Microfiber pollution is widespread in coastal and offshore surface waters in all ocean basins. Whether synthetic or natural polymers, these particles can become an emerging pollution concern because organisms are exposed to this mixture on a daily basis. However, little is known about the degradation of microfibers and their long-term risk to ecosystems and human health.
Once at the sea, like other microplastics, the fibrous material can be rapidly colonized by microorganisms, such as bacteria or microalgae. The establishment of microfilm on microplastics, which appears and smells like food, may enhance their ingestion. Plastics can become vectors for potentially dangerous or pathogenic microorganisms, with many studies looking into their impact.
Maria Luiza Pedrotti of Sorbonne Université aimed to investigate the role of floating microfibers in harboring microorganisms in the Mediterranean Sea. This sea, although it represents 0.8% of the world’s marine waters, accounts for about 7% of microplastic pollution in the global ocean. It hosts a high level of biodiversity, with 17,000 species – 28% endemic and affected by plastic pollution.
Bacteria and microfiber pollution
The researchers collected samples from the sea surface aboard the research vessel “The Alchemy,” a sailing ship in the northwestern Mediterranean Sea. The samples were then analyzed in the Laboratory of Oceanography of Villefranche-sur-mer of Sorbonne University. The researchers combined molecular analysis and Scanning Electron Microscopy (SEM) to analyse the samples.
“We described around 200 species of bacteria attached to floating microfibers in the Mediterranean Sea, including synthetic fibers, and among these species, we found some potential human and animal pathogens, such as Vibrio parahaemolyticus (a bacterium linked to stomach diseases),” Pedrotti told ZME. “We observed a mean concentration of 2663 of bacteria per microfiber.”
This is the first study to report the presence of Vibrio parahaemolyticus on microfibers in the Mediterranean Sea.
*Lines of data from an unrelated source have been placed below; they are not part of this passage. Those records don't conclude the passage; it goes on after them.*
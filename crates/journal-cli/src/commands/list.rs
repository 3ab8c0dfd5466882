//! `ls` command: budget table per group, or one row per record

use std::io::Write;

use anyhow::{bail, Result};
use journal_core::models::DATE_FORMAT;
use journal_core::{
    max_balance, min_balance, sort_groups, sort_records, DateRange, Group, Journal, SortField,
};
use tracing::info;

use super::sgr::Sgr;
use super::table::{Align, Table};
use super::truncate;

/// Longest record text shown in explain mode
const MAX_TEXT: usize = 50;

pub struct ListOptions {
    pub account: Option<String>,
    pub range: DateRange,
    pub explain: bool,
    pub order_by: SortField,
    pub hide_groups: Vec<String>,
    pub color: bool,
}

pub fn cmd_ls<W: Write>(journal: &Journal, out: &mut W, opts: &ListOptions) -> Result<()> {
    if opts.order_by == SortField::Time && !opts.explain {
        bail!("grouped output cannot be ordered by date");
    }

    let range = &opts.range;
    info!(
        "displaying records between {} and {}",
        range.since.format(DATE_FORMAT),
        range.until.format(DATE_FORMAT)
    );

    let records = journal.read(
        opts.account.as_deref().unwrap_or(""),
        Some(range.since),
        Some(range.until),
    )?;
    let mut groups = journal.assort(records);
    groups.retain(|g| !opts.hide_groups.contains(&g.name));
    sort_groups(&mut groups, opts.order_by);
    for group in &mut groups {
        sort_records(&mut group.records, opts.order_by);
    }

    if opts.explain {
        write_records(journal, out, &groups, opts.order_by)
    } else {
        write_groups(journal, out, &groups, range, opts.color)
    }
}

fn write_groups<W: Write>(
    journal: &Journal,
    out: &mut W,
    groups: &[Group],
    range: &DateRange,
    color: bool,
) -> Result<()> {
    let sgr = Sgr::new(min_balance(groups, range), max_balance(groups, range), color);
    let mut table = Table::new(&[
        ("Group", Align::Left),
        ("Records", Align::Right),
        ("Sum", Align::Right),
        ("Budget", Align::Right),
        ("Slack", Align::Right),
        ("Balance", Align::Right),
        ("Balance bar", Align::Left),
    ]);

    let (mut records, mut sum, mut budget, mut slack, mut balance) = (0, 0, 0, 0, 0);
    for group in groups {
        let group_balance = group.balance(range);
        table.push(vec![
            group.name.clone(),
            group.records.len().to_string(),
            journal.format_amount(group.sum()),
            journal.format_amount(group.budget(range)),
            journal.format_amount(group.slack(range)),
            sgr.paint(
                &journal.format_amount(group_balance),
                group_balance,
                group.is_balanced(range),
            ),
            sgr.bar(group_balance),
        ]);
        records += group.records.len();
        sum += group.sum();
        budget += group.budget(range);
        slack += group.slack(range);
        balance += group_balance;
    }
    table.set_footer(vec![
        "Total".to_string(),
        records.to_string(),
        journal.format_amount(sum),
        journal.format_amount(budget),
        journal.format_amount(slack),
        journal.format_amount(balance),
        String::new(),
    ]);

    table.render(out)?;
    Ok(())
}

fn write_records<W: Write>(
    journal: &Journal,
    out: &mut W,
    groups: &[Group],
    order_by: SortField,
) -> Result<()> {
    let mut rows: Vec<_> = groups
        .iter()
        .flat_map(|g| g.records.iter().map(move |r| (g.name.as_str(), r)))
        .collect();
    // Dates order across groups, not within them
    if order_by == SortField::Time {
        rows.sort_by(|a, b| b.1.time.cmp(&a.1.time));
    }

    let mut table = Table::new(&[
        ("Account", Align::Left),
        ("Account name", Align::Left),
        ("ID", Align::Left),
        ("Date", Align::Left),
        ("Group", Align::Left),
        ("Text", Align::Left),
        ("Amount", Align::Right),
        ("Total", Align::Right),
    ]);
    let mut total = 0;
    for (group, record) in rows {
        total += record.amount;
        table.push(vec![
            record.account.number.clone(),
            record.account.name.clone(),
            record.id(),
            record.time.format(DATE_FORMAT).to_string(),
            group.to_string(),
            truncate(&record.text, MAX_TEXT),
            journal.format_amount(record.amount),
            journal.format_amount(total),
        ]);
    }
    table.set_footer(vec![
        "Total".to_string(),
        String::new(),
        String::new(),
        String::new(),
        String::new(),
        String::new(),
        journal.format_amount(total),
        String::new(),
    ]);

    table.render(out)?;
    Ok(())
}
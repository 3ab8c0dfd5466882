//! CLI command implementations
//!
//! Commands are organized by domain:
//! - `accounts` - Configured accounts and their record counts
//! - `export` - Periodic CSV export of group sums
//! - `import` - Bank export import
//! - `list` - Grouped budget table and per-record explanation (`ls`)
//! - `sgr` - Terminal colors and the balance bar
//! - `table` - Plain text table rendering
//! - `time` - Date range resolution for `--since`/`--until`/`--month`

pub mod accounts;
pub mod export;
pub mod import;
pub mod list;
pub mod sgr;
pub mod table;
pub mod time;

use anyhow::{Context, Result};
use journal_core::Journal;

// Re-export command functions for main.rs
pub use accounts::*;
pub use export::*;
pub use import::*;
pub use list::*;
pub use time::Clock;

/// Load the configuration and open the journal it points at
pub fn open_journal(config_path: &str) -> Result<Journal> {
    Journal::from_file(config_path)
        .with_context(|| format!("Failed to open journal from config {}", config_path))
}

/// Truncate a string to max length with ellipsis
pub fn truncate(s: &str, max: usize) -> String {
    if s.chars().count() <= max {
        s.to_string()
    } else {
        let kept: String = s.chars().take(max.saturating_sub(3)).collect();
        format!("{}...", kept)
    }
}
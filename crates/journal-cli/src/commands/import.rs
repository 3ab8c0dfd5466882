//! Import command implementation

use std::fs::File;
use std::path::PathBuf;

use anyhow::{Context, Result};
use journal_core::{reader_for, Journal, Writes};
use tracing::{debug, info};

/// Import every file in `files` into account `account`.
///
/// Each file is written in its own transaction, so a bad file does not undo
/// the files before it.
pub fn cmd_import(
    journal: &Journal,
    account: &str,
    files: &[PathBuf],
    reader: &str,
) -> Result<Writes> {
    let mut total = Writes::default();
    let mut read = 0;

    for file in files {
        let input =
            File::open(file).with_context(|| format!("Failed to open file: {}", file.display()))?;
        let records = reader_for(reader, file, input)?
            .read()
            .with_context(|| format!("Failed to read {}", file.display()))?;
        debug!("Read {} record(s) from {}", records.len(), file.display());
        read += records.len();

        let writes = journal
            .write(account, &records)
            .with_context(|| format!("Failed to import {}", file.display()))?;
        total.accounts += writes.accounts;
        total.records += writes.records;
    }

    info!("created {} new account(s)", total.accounts);
    info!("imported {} new record(s) out of {} total", total.records, read);
    Ok(total)
}
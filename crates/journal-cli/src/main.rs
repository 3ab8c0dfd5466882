//! Journal CLI - Bank record budgeting
//!
//! Usage:
//!   journal import ACCOUNT FILE...   Import bank exports into an account
//!   journal ls --month 3             Budget table for March
//!   journal ls --explain             One row per record
//!   journal export --period year     Group sums per year as CSV

mod cli;
mod commands;


use std::io::IsTerminal;

use anyhow::Result;
use clap::Parser;
use tracing_subscriber::{fmt, prelude::*, EnvFilter};

use cli::*;

fn main() -> Result<()> {
    let cli = Cli::parse();

    // Set up logging
    // Priority: RUST_LOG env var > --verbose flag > default (info)
    let filter = if std::env::var("RUST_LOG").is_ok() {
        EnvFilter::from_default_env()
    } else if cli.verbose {
        EnvFilter::new("debug")
    } else {
        EnvFilter::new("info")
    };

    tracing_subscriber::registry()
        .with(filter)
        .with(
            fmt::layer()
                .with_target(false)
                .with_writer(std::io::stderr)
                .compact(),
        )
        .init();

    let journal = commands::open_journal(&cli.config)?;
    let clock = commands::Clock::system();
    let stdout = std::io::stdout();
    let mut out = stdout.lock();

    match cli.command {
        Commands::Import {
            account,
            files,
            reader,
        } => commands::cmd_import(&journal, &account, &files, &reader).map(|_| ()),
        Commands::Export {
            account,
            since,
            until,
            period,
        } => {
            let range = clock.time_range(since.as_deref(), until.as_deref())?;
            commands::cmd_export(&journal, &mut out, account.as_deref(), &range, period)
        }
        Commands::Ls {
            account,
            since,
            until,
            month,
            explain,
            order_by,
            hide_group,
        } => {
            let range = clock.resolve(since.as_deref(), until.as_deref(), month)?;
            let color = match cli.color {
                ColorMode::Always => true,
                ColorMode::Never => false,
                ColorMode::Auto => std::io::stdout().is_terminal(),
            };
            let opts = commands::ListOptions {
                account,
                range,
                explain,
                order_by: order_by.into(),
                hide_groups: hide_group,
                color,
            };
            commands::cmd_ls(&journal, &mut out, &opts)
        }
        Commands::Accounts => commands::cmd_accounts(&journal, &mut out),
    }
}
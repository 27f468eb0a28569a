use chrono::{DateTime, Utc};

use crate::config::{AccessTokenPolicy, ManagedGroup};
use crate::gitlab::AccessToken;

/// A remote token paired with the policy whose name matched it.
#[derive(Debug, Clone)]
pub struct TokenPair<'a> {
    pub remote: AccessToken,
    pub policy: &'a AccessTokenPolicy,
}

/// Pair every policy of `group`, in declaration order, with the first
/// non-revoked remote token carrying the same name.
///
/// Policies without a match are skipped. A matched token without an expiry
/// date is dropped here, so it is never renewed even when forced.
pub fn match_policies<'a>(group: &'a ManagedGroup, remote: &[AccessToken]) -> Vec<TokenPair<'a>> {
    let mut pairs = Vec::new();

    for policy in &group.tokens {
        let mut found = None;
        for token in remote {
            if token.revoked {
                tracing::debug!(
                    path = %group.path,
                    token_id = token.id,
                    "access token is revoked, skip it"
                );
                continue;
            }
            if token.name == policy.name {
                found = Some(token);
                break;
            }
        }

        match found {
            None => {
                tracing::warn!(path = %group.path, token = %policy.name, "token is not found");
            }
            Some(token) if token.expires_at.is_none() => {
                tracing::debug!(
                    path = %group.path,
                    token = %policy.name,
                    "token has no expiry date, skip it"
                );
            }
            Some(token) => pairs.push(TokenPair {
                remote: token.clone(),
                policy,
            }),
        }
    }

    pairs
}

/// `now + renew_before` has reached the expiry date. A renewal window
/// reaching past the last representable date is always due.
pub fn is_due(pair: &TokenPair<'_>, now: DateTime<Utc>) -> bool {
    match pair.remote.expires_at {
        Some(expires_at) => now
            .checked_add_signed(pair.policy.renew_before)
            .map_or(true, |limit| limit >= expires_at),
        None => false,
    }
}
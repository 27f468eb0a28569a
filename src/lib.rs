//! GitLab access token renewal.
//!
//! Library crate behind the `gitlab-token-updater` binary, also used by the
//! integration tests in `tests/`.

pub mod cli;
pub mod config;
pub mod errors;
pub mod gitlab;
pub mod rotation;
pub mod shell;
Identifying these microfiber colonizers offers valuable insight to assess health risks, as their presence can be a threat to seafood consumption, the researchers said. The bacteria could also be influenced by climate change, they said, as higher temperatures increase their spread.
Based on the results of the diversity of bacteria living on microplastics, the researchers hope to go further in other types of analysis to investigate how these bacteria express their virulence and how it is influenced by environmental conditions in the ocean, especially the temperature. The Mediterranean Sea is warming faster than other oceanic regions in the world, they explained.
“The Mediterranean is under constant anthropogenic pressure regarding pollution, as well as the consequences of climate change exceeding global trends for most variables, with waters warming faster than the rest of the ocean, especially during the summer months,” they wrote in the paper. “These changing conditions can lead to shifts in marine microbial community structure.”